# Work instructions
How many lines in these records hold the string "join"? Reply with the number alone.

[Stored data entries]
//! OAuth 2.0 flows against the ABAX identity server.
//!
//! Supported grants:
//! - **Authorization code** - for applications acting on behalf of a user
//! - **Client credentials** - for server-to-server integrations
//! - **Refresh token** - for renewing expired access tokens
//!
//! PKCE and token revocation are not supported.

use serde::{Deserialize, Serialize};
use std::fmt;
use std::str::FromStr;
use tracing::instrument;

use crate::error::{Error, ErrorKind, Result};

/// Default ABAX identity server.
pub const DEFAULT_IDENTITY_URL: &str = "https://identity.abax.cloud";

/// Scopes understood by the ABAX identity server.
#[derive(Debug, Clone, Copy, PartialEq, Eq, Hash)]
pub enum Scope {
    /// Issue an id token.
    OpenId,
    /// Include profile claims (name, email, organization) in the id token.
    AbaxProfile,
    /// Production Open API.
    OpenApi,
    OpenApiEquipment,
    OpenApiVehicles,
    OpenApiTrips,
    OpenApiDrivingBehaviour,
    OpenApiOrganization,
    /// Sandbox Open API.
    OpenApiSandbox,
    OpenApiSandboxEquipment,
    OpenApiSandboxVehicles,
    OpenApiSandboxTrips,
    OpenApiSandboxDrivingBehaviour,
    OpenApiSandboxOrganization,
    /// Issue a refresh token.
    OfflineAccess,
}

impl Scope {
    pub const ALL: [Scope; 15] = [
        Scope::OpenId,
        Scope::AbaxProfile,
        Scope::OpenApi,
        Scope::OpenApiEquipment,
        Scope::OpenApiVehicles,
        Scope::OpenApiTrips,
        Scope::OpenApiDrivingBehaviour,
        Scope::OpenApiOrganization,
        Scope::OpenApiSandbox,
        Scope::OpenApiSandboxEquipment,
        Scope::OpenApiSandboxVehicles,
        Scope::OpenApiSandboxTrips,
        Scope::OpenApiSandboxDrivingBehaviour,
        Scope::OpenApiSandboxOrganization,
        Scope::OfflineAccess,
    ];

    pub fn as_str(&self) -> &'static str {
        match self {
            Scope::OpenId => "openid",
            Scope::AbaxProfile => "abax_profile",
            Scope::OpenApi => "open_api",
            Scope::OpenApiEquipment => "open_api.equipment",
            Scope::OpenApiVehicles => "open_api.vehicles",
            Scope::OpenApiTrips => "open_api.trips",
            Scope::OpenApiDrivingBehaviour => "open_api.driving_behaviour",
            Scope::OpenApiOrganization => "open_api.organization",
            Scope::OpenApiSandbox => "open_api.sandbox",
            Scope::OpenApiSandboxEquipment => "open_api.sandbox.equipment",
            Scope::OpenApiSandboxVehicles => "open_api.sandbox.vehicles",
            Scope::OpenApiSandboxTrips => "open_api.sandbox.trips",
            Scope::OpenApiSandboxDrivingBehaviour => "open_api.sandbox.driving_behaviour",
            Scope::OpenApiSandboxOrganization => "open_api.sandbox.organization",
            Scope::OfflineAccess => "offline_access",
        }
    }
}

impl fmt::Display for Scope {
    fn fmt(&self, f: &mut fmt::Formatter<'_>) -> fmt::Result {
        f.write_str(self.as_str())
    }
}

impl FromStr for Scope {
    type Err = Error;

    fn from_str(s: &str) -> Result<Self> {
        Scope::ALL
            .into_iter()
            .find(|scope| scope.as_str() == s)
            .ok_or_else(|| Error::new(ErrorKind::Config(format!("Unknown scope: {s}"))))
    }
}

/// OAuth 2.0 configuration for an ABAX client application.
///
/// `client_secret` is redacted in Debug output.
#[derive(Clone)]
pub struct AuthConfig {
    /// Client ID.
    pub client_id: String,
    client_secret: String,
    /// Redirect URI, required for the authorization code flow.
    pub redirect_uri: Option<String>,
    /// Scopes to request.
    pub scopes: Vec<Scope>,
    /// Identity server base URL.
    pub identity_url: String,
}

impl fmt::Debug for AuthConfig {
    fn fmt(&self, f: &mut fmt::Formatter<'_>) -> fmt::Result {
        f.debug_struct("AuthConfig")
            .field("client_id", &self.client_id)
            .field("client_secret", &"[REDACTED]")
            .field("redirect_uri", &self.redirect_uri)
            .field("scopes", &self.scopes)
            .field("identity_url", &self.identity_url)
            .finish()
    }
}

impl AuthConfig {
    /// Create a new config with no scopes and the default identity server.
    pub fn new(client_id: impl Into<String>, client_secret: impl Into<String>) -> Self {
        Self {
            client_id: client_id.into(),
            client_secret: client_secret.into(),
            redirect_uri: None,
            scopes: Vec::new(),
            identity_url: DEFAULT_IDENTITY_URL.to_string(),
        }
    }

    /// Set the redirect URI.
    pub fn with_redirect_uri(mut self, uri: impl Into<String>) -> Self {
        self.redirect_uri = Some(uri.into());
        self
    }

    /// Set the scopes.
    pub fn with_scopes(mut self, scopes: impl IntoIterator<Item = Scope>) -> Self {
        self.scopes = scopes.into_iter().collect();
        self
    }

    /// Use a different identity server.
    pub fn with_identity_url(mut self, url: impl Into<String>) -> Self {
        self.identity_url = url.into().trim_end_matches('/').to_string();
        self
    }

    pub(crate) fn client_secret(&self) -> &str {
        &self.client_secret
    }

    /// Space separated scope list, or `None` when no scopes are configured.
    pub fn scope_string(&self) -> Option<String> {
        if self.scopes.is_empty() {
            return None;
        }
        Some(
            self.scopes
                .iter()
                .map(Scope::as_str)
                .collect::<Vec<_>>()
                .join(" "),
        )
    }

    /// Load configuration from environment variables.
    ///
    /// Required:
    /// - `ABAX_CLIENT_ID`
    /// - `ABAX_CLIENT_SECRET`
    ///
    /// Optional:
    /// - `ABAX_REDIRECT_URI`
    /// - `ABAX_SCOPES` (space separated)
    /// - `ABAX_IDENTITY_URL` (default: <https://identity.abax.cloud>)
    pub fn from_env() -> Result<Self> {
        let client_id = std::env::var("ABAX_CLIENT_ID")
            .map_err(|_| Error::new(ErrorKind::EnvVar("ABAX_CLIENT_ID".to_string())))?;
        let client_secret = std::env::var("ABAX_CLIENT_SECRET")
            .map_err(|_| Error::new(ErrorKind::EnvVar("ABAX_CLIENT_SECRET".to_string())))?;

        let mut config = Self::new(client_id, client_secret);

        if let Ok(uri) = std::env::var("ABAX_REDIRECT_URI") {
            config = config.with_redirect_uri(uri);
        }
        if let Ok(scopes) = std::env::var("ABAX_SCOPES") {
            config.scopes = scopes
                .split_whitespace()
                .map(Scope::from_str)
                .collect::<Result<_>>()?;
        }
        if let Ok(url) = std::env::var("ABAX_IDENTITY_URL") {
            config = config.with_identity_url(url);
        }

        Ok(config)
    }
}

/// Token endpoint client.
#[derive(Clone)]
pub struct OAuthClient {
    config: AuthConfig,
    http_client: reqwest::Client,
}

impl fmt::Debug for OAuthClient {
    fn fmt(&self, f: &mut fmt::Formatter<'_>) -> fmt::Result {
        f.debug_struct("OAuthClient")
            .field("config", &self.config)
            .finish_non_exhaustive()
    }
}

impl OAuthClient {
    /// Create a new OAuth client.
    pub fn new(config: AuthConfig) -> Result<Self> {
        let http_client = reqwest::Client::builder()
            .user_agent(abax_client::USER_AGENT)
            .build()?;
        Ok(Self::with_http_client(config, http_client))
    }

    /// Create an OAuth client over an existing `reqwest::Client`.
    pub fn with_http_client(config: AuthConfig, http_client: reqwest::Client) -> Self {
        Self {
            config,
            http_client,
        }
    }

    /// Get the OAuth config.
    pub fn config(&self) -> &AuthConfig {
        &self.config
    }

    /// URL to send the user to for the authorization code flow.
    pub fn authorization_url(&self, state: Option<&str>) -> Result<String> {
        let redirect_uri = self.require_redirect_uri()?;

        let mut url = url::Url::parse(&self.config.identity_url)?.join("/connect/authorize")?;
        {
            let mut query = url.query_pairs_mut();
            query
                .append_pair("client_id", &self.config.client_id)
                .append_pair("response_type", "code")
                .append_pair("redirect_uri", redirect_uri);
            if let Some(scope) = self.config.scope_string() {
                query.append_pair("scope", &scope);
            }
            if let Some(state) = state.filter(|s| !s.is_empty()) {
                query.append_pair("state", state);
            }
        }

        Ok(url.to_string())
    }

    /// Exchange an authorization code for tokens.
    ///
    /// The code parameter is not logged to prevent credential exposure.
    #[instrument(skip(self, code))]
    pub async fn exchange_code(&self, code: &str) -> Result<TokenResponse> {
        let redirect_uri = self.require_redirect_uri()?;

        let params = vec![
            ("grant_type", "authorization_code"),
            ("client_id", self.config.client_id.as_str()),
            ("client_secret", self.config.client_secret()),
            ("code", code),
            ("redirect_uri", redirect_uri),
        ];

        self.post_token(&params).await
    }

    /// Obtain tokens for the application itself.
    #[instrument(skip(self))]
    pub async fn client_credentials(&self) -> Result<TokenResponse> {
        let scope = self.config.scope_string();

        let mut params = vec![
            ("grant_type", "client_credentials"),
            ("client_id", self.config.client_id.as_str()),
            ("client_secret", self.config.client_secret()),
        ];
        if let Some(ref scope) = scope {
            params.push(("scope", scope.as_str()));
        }

        self.post_token(&params).await
    }

    /// Refresh an access token using a refresh token.
    ///
    /// The refresh_token parameter is not logged to prevent credential exposure.
    #[instrument(skip(self, refresh_token))]
    pub async fn refresh_token(&self, refresh_token: &str) -> Result<TokenResponse> {
        let params = vec![
            ("grant_type", "refresh_token"),
            ("refresh_token", refresh_token),
            ("client_id", self.config.client_id.as_str()),
            ("client_secret", self.config.client_secret()),
        ];

        self.post_token(&params).await
    }

    fn require_redirect_uri(&self) -> Result<&str> {
        self.config.redirect_uri.as_deref().ok_or_else(|| {
            Error::new(ErrorKind::Config(
                "redirect_uri must be set when using authorization code".to_string(),
            ))
        })
    }

    async fn post_token(&self, params: &[(&str, &str)]) -> Result<TokenResponse> {
        let body = serde_urlencoded::to_string(params)?;

        let response = self
            .http_client
            .post(format!("{}/connect/token", self.config.identity_url))
            .header("Content-Type", "application/x-www-form-urlencoded")
            .body(body)
            .send()
            .await?;

        let status = response.status();
        let bytes = response.bytes().await?;

        if !status.is_success() {
            return Err(match serde_json::from_slice::<OAuthErrorResponse>(&bytes) {
                Ok(error) => Error::new(ErrorKind::OAuth {
                    error: error.error,
                    description: error.error_description,
                }),
                Err(_) => Error::new(ErrorKind::TokenRequest(status.as_u16())),
            });
        }

        let token: TokenResponse = serde_json::from_slice(&bytes)
            .map_err(|e| Error::with_source(ErrorKind::TokenInvalid(e.to_string()), e))?;

        if !token.token_type.eq_ignore_ascii_case("bearer") {
            return Err(Error::new(ErrorKind::TokenInvalid(format!(
                "unsupported token type: {}",
                token.token_type
            ))));
        }

        Ok(token)
    }
}

/// Token response from the identity server.
///
/// Token fields are redacted in Debug output.
#[derive(Clone, Deserialize, Serialize)]
pub struct TokenResponse {
    /// Id token, present when the `openid` scope was granted.
    #[serde(default)]
    pub id_token: Option<String>,
    /// Access token.
    pub access_token: String,
    /// Lifetime of the access token in seconds.
    pub expires_in: i64,
    /// Token type (always "Bearer").
    pub token_type: String,
    /// Refresh token, present when `offline_access` was granted.
    #[serde(default)]
    pub refresh_token: Option<String>,
    /// Scopes granted.
    #[serde(default)]
    pub scope: Option<String>,
}

impl fmt::Debug for TokenResponse {
    fn fmt(&self, f: &mut fmt::Formatter<'_>) -> fmt::Result {
        f.debug_struct("TokenResponse")
            .field("id_token", &self.id_token.as_ref().map(|_| "[REDACTED]"))
            .field("access_token", &"[REDACTED]")
            .field("expires_in", &self.expires_in)
            .field("token_type", &self.token_type)
            .field(
                "refresh_token",
                &self.refresh_token.as_ref().map(|_| "[REDACTED]"),
            )
            .field("scope", &self.scope)
            .finish()
    }
}

/// OAuth error response.
#[derive(Debug, Deserialize)]
struct OAuthErrorResponse {
    error: String,
    #[serde(default)]
    error_description: Option<String>,
}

# Exercise result
2